Transfer the fig jam into a small bowl. Do the same for the dried fruit, olives, and cornichons, if using. Having these in separate bowls makes your board look neat and intentional and keeps juices from running onto the crackers.

Step 5: Anchor the board with cheeses and small bowls

Choose a large wooden board or platter, roughly 18 x 12 inches (45 x 30 cm) or larger, to give yourself room to play. Start by placing the cheeses on the board, spacing them out so guests can easily reach each type from different sides. Think about creating a loose triangle or circle of cheeses for a balanced look.

Next, nestle the small bowls of fig jam, spiced nuts, olives, cornichons, and dried fruit around the cheeses. These will act as visual anchors and help you divide the board into smaller pockets you can then fill with meats, crackers, and fruit. If you want a festive touch, you can loosely arrange the cheeses and bowls in a wreath shape or gentle curve to suggest a holiday garland.

Step 6: Add meats, crackers, pears, and festive garnishes

Now build out the rest of the board. Fold the prosciutto into loose ribbons or gather it into little ruffles and tuck it around the cheeses. Fan the salami and soppressata slices in overlapping lines or coil them into small “rosettes” for height and texture. Fill in some of the larger gaps with rosemary crackers and, if using, slices of toasted baguette.

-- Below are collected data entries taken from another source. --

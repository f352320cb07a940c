//! Output records: one row per bucket with every indicator column.

use flowbar_core::{Bucket, DirectionalIndex, Error, Ohlc, Result, TimestampNs};
use serde::{Deserialize, Serialize};
use serde_json::{Map, Value};

/// EMA reading for one period.
#[derive(Debug, Clone, Copy, PartialEq, Serialize, Deserialize)]
pub struct EmaValue {
    pub period: u32,
    pub value: f64,
}

/// Heikin-Ashi columns of one record.
#[derive(Debug, Clone, PartialEq, Serialize, Deserialize)]
pub struct HeikinAshiColumns {
    pub price: Ohlc,
    pub cvd: Ohlc,
    pub di: DirectionalIndex,
    pub ema: Vec<EmaValue>,
    pub cvd_ema: Vec<EmaValue>,
}

/// One output row.
#[derive(Debug, Clone, PartialEq, Serialize, Deserialize)]
pub struct BarRecord {
    pub bucket: Bucket,
    pub di: DirectionalIndex,
    pub ema: Vec<EmaValue>,
    pub cvd_ema: Vec<EmaValue>,
    pub heikin_ashi: Option<HeikinAshiColumns>,
}

/// A typed column value.
#[derive(Debug, Clone, Copy, PartialEq)]
pub enum ColumnValue {
    Int(i64),
    Float(f64),
}

impl ColumnValue {
    /// JSON value; NaN and infinities become `null`.
    pub fn to_json(self) -> Value {
        match self {
            ColumnValue::Int(v) => Value::from(v),
            ColumnValue::Float(v) => serde_json::Number::from_f64(v)
                .map(Value::Number)
                .unwrap_or(Value::Null),
        }
    }

    pub fn as_f64(self) -> f64 {
        match self {
            ColumnValue::Int(v) => v as f64,
            ColumnValue::Float(v) => v,
        }
    }
}

fn push_ohlc(cols: &mut Vec<(String, ColumnValue)>, prefix: &str, ohlc: &Ohlc) {
    for (name, v) in [
        ("open", ohlc.open),
        ("high", ohlc.high),
        ("low", ohlc.low),
        ("close", ohlc.close),
    ] {
        cols.push((format!("{prefix}{name}"), ColumnValue::Float(v)));
    }
}

fn push_di(cols: &mut Vec<(String, ColumnValue)>, prefix: &str, di: &DirectionalIndex) {
    cols.push((format!("{prefix}plus_di"), ColumnValue::Float(di.plus_di)));
    cols.push((format!("{prefix}minus_di"), ColumnValue::Float(di.minus_di)));
    cols.push((format!("{prefix}adx"), ColumnValue::Float(di.adx)));
}

fn push_ema(cols: &mut Vec<(String, ColumnValue)>, prefix: &str, emas: &[EmaValue]) {
    for e in emas {
        cols.push((format!("{prefix}{}", e.period), ColumnValue::Float(e.value)));
    }
}

impl BarRecord {
    pub fn timestamp(&self) -> TimestampNs {
        self.bucket.ts_bucket
    }

    /// EMA of the price close for `period`, if configured.
    pub fn ema(&self, period: u32) -> Option<f64> {
        self.ema.iter().find(|e| e.period == period).map(|e| e.value)
    }

    /// EMA of the CVD close for `period`, if configured.
    pub fn cvd_ema(&self, period: u32) -> Option<f64> {
        self.cvd_ema.iter().find(|e| e.period == period).map(|e| e.value)
    }

    /// Flat, ordered column list.
    pub fn columns(&self) -> Vec<(String, ColumnValue)> {
        let price = &self.bucket.price;
        let cvd = &self.bucket.cvd;

        let mut cols = vec![
            ("timestamp".to_string(), ColumnValue::Int(self.bucket.ts_bucket)),
            ("open".to_string(), ColumnValue::Float(price.open)),
            ("high".to_string(), ColumnValue::Float(price.high)),
            ("low".to_string(), ColumnValue::Float(price.low)),
            ("close".to_string(), ColumnValue::Float(price.close)),
            ("volume".to_string(), ColumnValue::Int(price.volume as i64)),
            ("delta".to_string(), ColumnValue::Int(price.delta)),
            ("trade_count".to_string(), ColumnValue::Int(price.trade_count as i64)),
            ("cvd_open".to_string(), ColumnValue::Int(cvd.open)),
            ("cvd_high".to_string(), ColumnValue::Int(cvd.high)),
            ("cvd_low".to_string(), ColumnValue::Int(cvd.low)),
            ("cvd_close".to_string(), ColumnValue::Int(cvd.close)),
        ];
        push_di(&mut cols, "", &self.di);
        push_ema(&mut cols, "ema_", &self.ema);
        push_ema(&mut cols, "cvd_ema_", &self.cvd_ema);

        if let Some(ha) = &self.heikin_ashi {
            push_ohlc(&mut cols, "ha_", &ha.price);
            push_ohlc(&mut cols, "ha_cvd_", &ha.cvd);
            push_di(&mut cols, "ha_", &ha.di);
            push_ema(&mut cols, "ha_ema_", &ha.ema);
            push_ema(&mut cols, "ha_cvd_ema_", &ha.cvd_ema);
        }
        cols
    }

    /// JSON object keyed by column name.
    pub fn to_json(&self) -> Value {
        let map: Map<String, Value> = self
            .columns()
            .into_iter()
            .map(|(name, v)| (name, v.to_json()))
            .collect();
        Value::Object(map)
    }
}

/// Heikin-Ashi series for a whole run.
#[derive(Debug, Clone, Default)]
pub struct HeikinAshiSeries {
    pub price: Vec<Ohlc>,
    pub cvd: Vec<Ohlc>,
    pub di: Vec<DirectionalIndex>,
    pub ema: Vec<Vec<f64>>,
    pub cvd_ema: Vec<Vec<f64>>,
}

/// Indicator series for a whole run, indexed by bucket position.
#[derive(Debug, Clone, Default)]
pub struct IndicatorSeries {
    pub di: Vec<DirectionalIndex>,
    pub ema: Vec<Vec<f64>>,
    pub cvd_ema: Vec<Vec<f64>>,
    pub heikin_ashi: Option<HeikinAshiSeries>,
}

fn check_len(series: &'static str, expected: usize, actual: usize) -> Result<()> {
    if expected == actual {
        Ok(())
    } else {
        Err(Error::LengthMismatch {
            series,
            expected,
            actual,
        })
    }
}

fn check_rows(series: &'static str, rows: &[Vec<f64>], buckets: usize, periods: usize) -> Result<()> {
    check_len(series, buckets, rows.len())?;
    rows.iter().try_for_each(|row| check_len(series, periods, row.len()))
}

fn zip_periods(periods: &[u32], values: &[f64]) -> Vec<EmaValue> {
    periods
        .iter()
        .zip(values)
        .map(|(&period, &value)| EmaValue { period, value })
        .collect()
}

/// Zip buckets and indicator series into records.
pub fn assemble(
    periods: &[u32],
    buckets: &[Bucket],
    series: &IndicatorSeries,
) -> Result<Vec<BarRecord>> {
    let n = buckets.len();
    check_len("di", n, series.di.len())?;
    check_rows("ema", &series.ema, n, periods.len())?;
    check_rows("cvd_ema", &series.cvd_ema, n, periods.len())?;
    if let Some(ha) = &series.heikin_ashi {
        check_len("ha_price", n, ha.price.len())?;
        check_len("ha_cvd", n, ha.cvd.len())?;
        check_len("ha_di", n, ha.di.len())?;
        check_rows("ha_ema", &ha.ema, n, periods.len())?;
        check_rows("ha_cvd_ema", &ha.cvd_ema, n, periods.len())?;
    }

    let records = buckets
        .iter()
        .enumerate()
        .map(|(i, bucket)| BarRecord {
            bucket: bucket.clone(),
            di: series.di[i],
            ema: zip_periods(periods, &series.ema[i]),
            cvd_ema: zip_periods(periods, &series.cvd_ema[i]),
            heikin_ashi: series.heikin_ashi.as_ref().map(|ha| HeikinAshiColumns {
                price: ha.price[i],
                cvd: ha.cvd[i],
                di: ha.di[i],
                ema: zip_periods(periods, &ha.ema[i]),
                cvd_ema: zip_periods(periods, &ha.cvd_ema[i]),
            }),
        })
        .collect();

    Ok(records)
}
//! Core data types for the flowbar pipeline.

use chrono::{DateTime, TimeZone, Utc};
use serde::{Deserialize, Serialize};

/// Timestamp in nanoseconds since Unix epoch (UTC).
pub type TimestampNs = i64;

/// Nanoseconds per second.
pub const NANOS_PER_SEC: i64 = 1_000_000_000;

/// Floor a timestamp to the start of its bucket.
///
/// Uses Euclidean division so pre-epoch timestamps floor downwards too.
/// `None` when the bucket start falls below `i64::MIN` or the width is not positive.
#[inline]
pub fn floor_to_bucket(ts_ns: TimestampNs, width_ns: i64) -> Option<TimestampNs> {
    if width_ns <= 0 {
        return None;
    }
    ts_ns.div_euclid(width_ns).checked_mul(width_ns)
}

/// Convert a nanosecond timestamp to a UTC datetime.
#[inline]
pub fn ts_to_datetime(ts_ns: TimestampNs) -> DateTime<Utc> {
    Utc.timestamp_nanos(ts_ns)
}

/// Aggressor side of a trade, as tagged by the feed.
#[derive(Debug, Clone, Copy, PartialEq, Eq, Hash, Serialize, Deserialize)]
pub enum TradeSide {
    /// Buyer-initiated (tag `B`).
    Buy,
    /// Seller-initiated (tag `A`).
    Sell,
    /// No aggressor (tag `N`).
    Neutral,
    /// Any other tag the feed produced.
    Unknown(char),
}

impl TradeSide {
    /// Parse a feed side tag. Never fails for a non-empty tag.
    pub fn from_tag(tag: &str) -> Option<Self> {
        let mut chars = tag.trim().chars();
        let first = chars.next()?;
        let side = match (first, chars.next()) {
            ('B', None) => TradeSide::Buy,
            ('A', None) => TradeSide::Sell,
            ('N', None) => TradeSide::Neutral,
            _ => TradeSide::Unknown(first),
        };
        Some(side)
    }

    /// Get the sign: +1 buy, -1 sell, 0 otherwise.
    #[inline]
    pub fn sign(self) -> i64 {
        match self {
            TradeSide::Buy => 1,
            TradeSide::Sell => -1,
            TradeSide::Neutral | TradeSide::Unknown(_) => 0,
        }
    }
}

/// A single validated trade execution.
#[derive(Debug, Clone, Copy, PartialEq, Serialize, Deserialize)]
pub struct Trade {
    /// Event timestamp in nanoseconds.
    pub ts_ns: TimestampNs,
    /// Trade price.
    pub price: f64,
    /// Trade size (contracts).
    pub size: u64,
    /// Aggressor side.
    pub side: TradeSide,
}

/// A trade with its signed delta and the running CVD after it.
#[derive(Debug, Clone, Copy, PartialEq, Serialize, Deserialize)]
pub struct ClassifiedTrade {
    /// The trade itself.
    pub trade: Trade,
    /// Signed size (positive buy, negative sell, zero otherwise).
    pub delta: i64,
    /// Cumulative delta including this trade.
    pub running_cvd: i64,
}

/// Floating-point OHLC view shared by every bar flavor.
#[derive(Debug, Clone, Copy, PartialEq, Serialize, Deserialize)]
pub struct Ohlc {
    pub open: f64,
    pub high: f64,
    pub low: f64,
    pub close: f64,
}

impl Ohlc {
    pub fn new(open: f64, high: f64, low: f64, close: f64) -> Self {
        Self { open, high, low, close }
    }

    /// A bar where all four prices are equal.
    pub fn flat(price: f64) -> Self {
        Self::new(price, price, price, price)
    }

    /// Check `high >= max(open, close)` and `low <= min(open, close)`.
    pub fn is_consistent(&self) -> bool {
        self.high >= self.open.max(self.close) && self.low <= self.open.min(self.close)
    }

    /// High minus low.
    #[inline]
    pub fn range(&self) -> f64 {
        self.high - self.low
    }
}

/// Anything that can be read as an OHLC candle.
pub trait Candle {
    fn ohlc(&self) -> Ohlc;
}

impl Candle for Ohlc {
    fn ohlc(&self) -> Ohlc {
        *self
    }
}

/// Price bar for one bucket.
#[derive(Debug, Clone, PartialEq, Serialize, Deserialize)]
pub struct PriceBar {
    /// Bucket start timestamp.
    pub ts_bucket: TimestampNs,
    /// First trade price.
    pub open: f64,
    /// Highest trade price.
    pub high: f64,
    /// Lowest trade price.
    pub low: f64,
    /// Last trade price.
    pub close: f64,
    /// Sum of trade sizes.
    pub volume: u64,
    /// Sum of signed trade deltas.
    pub delta: i64,
    /// Number of trades.
    pub trade_count: u32,
}

impl Candle for PriceBar {
    fn ohlc(&self) -> Ohlc {
        Ohlc::new(self.open, self.high, self.low, self.close)
    }
}

/// OHLC of the cumulative volume delta within one bucket.
#[derive(Debug, Clone, Copy, PartialEq, Eq, Serialize, Deserialize)]
pub struct CvdBar {
    pub ts_bucket: TimestampNs,
    pub open: i64,
    pub high: i64,
    pub low: i64,
    pub close: i64,
}

impl Candle for CvdBar {
    fn ohlc(&self) -> Ohlc {
        Ohlc::new(
            self.open as f64,
            self.high as f64,
            self.low as f64,
            self.close as f64,
        )
    }
}

/// A finalized bucket: price bar plus CVD bar sharing one key.
#[derive(Debug, Clone, PartialEq, Serialize, Deserialize)]
pub struct Bucket {
    pub ts_bucket: TimestampNs,
    pub price: PriceBar,
    pub cvd: CvdBar,
}

/// Directional movement readings for one bar. Any field may be NaN.
#[derive(Debug, Clone, Copy, PartialEq, Serialize, Deserialize)]
pub struct DirectionalIndex {
    pub plus_di: f64,
    pub minus_di: f64,
    pub adx: f64,
}

impl DirectionalIndex {
    /// All readings undefined.
    pub fn undefined() -> Self {
        Self {
            plus_di: f64::NAN,
            minus_di: f64::NAN,
            adx: f64::NAN,
        }
    }
}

Slide the pear slices into small fanned stacks, placing them near the blue cheese and Brie, which pair especially well with fruit. Add extra clusters of spiced nuts in any remaining spaces. Finally, tuck fresh rosemary sprigs around the edges or in between items to create a lush, evergreen look. Sprinkle a pinch of flaky sea salt and a few grinds of black pepper over the cheeses and pears just before serving. Serve immediately, and invite guests to mix and match bites of meat, cheese, fruit, nuts, and jam.

Pro Tips

  • Temperature matters: Take cheeses out of the fridge about 20–30 minutes before serving so their flavors and textures really shine.
  • Mix shapes and heights: Varying cubes, wedges, shards, ruffles of meat, and stacked crackers makes the board look abundant and professional.
  • Color balance: Spread out colorful items (pears, jam, dried fruit, olives) so you do not have all the browns in one area and all the bright colors in another.
  • Label the cheeses: Small paper flags or simple handwritten labels help guests feel confident trying everything.
  • Scale it up or down: For a smaller gathering, cut all quantities in half; for a big party, double the recipe and use two boards.

Variations

  • All-vegetarian board: Skip the cured meats and add more cheeses, marinated artichokes, roasted red peppers, and extra nuts for a hearty, meat-free spread.
  • Mediterranean twist: Swap rosemary crackers for plain crostini, add hummus and marinated olives, and include manchego instead of cheddar.
  • Gluten-free version: Use gluten-free rosemary crackers and omit the baguette; everything else can stay the same.

Storage & Make-Ahead

Spiced nuts can be made up to 7 days ahead. Once fully cooled, store them in an airtight container at room temperature. Cheeses can be cut and arranged on the board (without fruit or crackers) up to 1 day in advance; wrap the whole board tightly in plastic wrap and refrigerate, then bring to cool room temperature before adding the fresh elements. Pears are best sliced just before serving to keep them crisp and fresh, but you can slice them up to 1 hour ahead and toss very lightly with lemon juice, then refrigerate covered. Leftover meats and cheeses should be refrigerated in airtight containers and enjoyed within 3–4 days. Crackers and bread left on the board will soften; store fresh ones separately and add more as needed.

Nutrition (per serving)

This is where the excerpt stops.